* What needs to be done
In the data that follows, every line containing the word "through" should be returned.

BEGIN Record set

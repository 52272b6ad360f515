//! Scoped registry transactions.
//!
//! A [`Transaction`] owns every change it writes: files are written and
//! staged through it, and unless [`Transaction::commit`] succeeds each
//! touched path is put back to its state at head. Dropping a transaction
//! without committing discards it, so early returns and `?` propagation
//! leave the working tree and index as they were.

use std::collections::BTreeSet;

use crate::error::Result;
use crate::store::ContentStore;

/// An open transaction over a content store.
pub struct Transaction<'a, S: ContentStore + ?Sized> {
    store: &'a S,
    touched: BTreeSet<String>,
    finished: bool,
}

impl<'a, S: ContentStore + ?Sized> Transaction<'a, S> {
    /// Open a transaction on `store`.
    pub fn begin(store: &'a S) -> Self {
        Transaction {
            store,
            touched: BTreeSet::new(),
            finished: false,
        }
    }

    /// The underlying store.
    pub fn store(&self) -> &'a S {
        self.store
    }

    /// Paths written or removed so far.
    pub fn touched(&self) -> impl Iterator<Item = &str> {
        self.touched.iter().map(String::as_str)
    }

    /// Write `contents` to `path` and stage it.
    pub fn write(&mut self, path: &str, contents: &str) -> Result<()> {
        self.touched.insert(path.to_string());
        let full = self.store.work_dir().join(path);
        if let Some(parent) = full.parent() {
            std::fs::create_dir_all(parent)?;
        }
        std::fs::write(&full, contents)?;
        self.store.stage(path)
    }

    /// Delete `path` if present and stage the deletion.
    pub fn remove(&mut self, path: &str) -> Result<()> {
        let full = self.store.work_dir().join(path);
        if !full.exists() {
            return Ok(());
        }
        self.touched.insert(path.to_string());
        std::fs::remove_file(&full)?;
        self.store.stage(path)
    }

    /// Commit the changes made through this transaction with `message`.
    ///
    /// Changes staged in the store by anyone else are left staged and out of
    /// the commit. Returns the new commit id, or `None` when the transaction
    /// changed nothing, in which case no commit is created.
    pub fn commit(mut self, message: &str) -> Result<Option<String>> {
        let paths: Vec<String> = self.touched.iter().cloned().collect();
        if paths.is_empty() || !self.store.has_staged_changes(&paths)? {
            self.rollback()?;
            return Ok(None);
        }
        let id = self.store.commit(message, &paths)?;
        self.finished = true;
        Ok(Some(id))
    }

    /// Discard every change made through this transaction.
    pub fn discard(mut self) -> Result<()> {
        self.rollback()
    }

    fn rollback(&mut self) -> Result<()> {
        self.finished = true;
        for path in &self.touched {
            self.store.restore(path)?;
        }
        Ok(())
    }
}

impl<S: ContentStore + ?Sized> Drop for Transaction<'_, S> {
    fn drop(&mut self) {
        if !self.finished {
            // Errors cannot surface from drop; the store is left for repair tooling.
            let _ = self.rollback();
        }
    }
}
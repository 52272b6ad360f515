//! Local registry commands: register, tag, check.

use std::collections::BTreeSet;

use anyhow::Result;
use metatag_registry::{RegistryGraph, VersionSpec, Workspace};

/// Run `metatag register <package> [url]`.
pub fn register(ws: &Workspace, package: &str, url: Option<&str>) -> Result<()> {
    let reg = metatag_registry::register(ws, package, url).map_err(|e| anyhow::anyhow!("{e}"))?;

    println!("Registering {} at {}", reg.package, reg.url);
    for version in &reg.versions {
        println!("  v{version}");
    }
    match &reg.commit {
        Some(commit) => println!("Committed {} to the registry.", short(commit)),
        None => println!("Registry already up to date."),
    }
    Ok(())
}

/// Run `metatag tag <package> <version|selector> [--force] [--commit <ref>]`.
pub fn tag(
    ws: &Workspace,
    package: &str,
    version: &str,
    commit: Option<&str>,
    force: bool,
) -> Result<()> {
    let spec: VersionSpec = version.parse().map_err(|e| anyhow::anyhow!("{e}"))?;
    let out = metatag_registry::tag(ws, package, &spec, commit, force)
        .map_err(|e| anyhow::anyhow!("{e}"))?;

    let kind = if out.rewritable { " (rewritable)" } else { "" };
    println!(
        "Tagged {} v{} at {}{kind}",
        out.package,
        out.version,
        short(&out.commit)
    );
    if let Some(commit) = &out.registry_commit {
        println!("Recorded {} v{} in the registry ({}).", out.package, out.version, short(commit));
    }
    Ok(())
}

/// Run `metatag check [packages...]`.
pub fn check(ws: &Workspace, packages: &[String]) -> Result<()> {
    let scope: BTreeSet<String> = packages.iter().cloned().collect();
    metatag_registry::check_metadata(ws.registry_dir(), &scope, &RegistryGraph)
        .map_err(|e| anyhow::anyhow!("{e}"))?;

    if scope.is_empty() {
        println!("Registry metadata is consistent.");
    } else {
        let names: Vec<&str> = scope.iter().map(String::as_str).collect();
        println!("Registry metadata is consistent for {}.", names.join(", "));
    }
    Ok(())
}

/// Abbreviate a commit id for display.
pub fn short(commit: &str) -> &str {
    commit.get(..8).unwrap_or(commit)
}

END Record set

* Written response
//! staged through it, and unless [`Transaction::commit`] succeeds each
    /// Commit the changes made through this transaction with `message`.
    /// Discard every change made through this transaction.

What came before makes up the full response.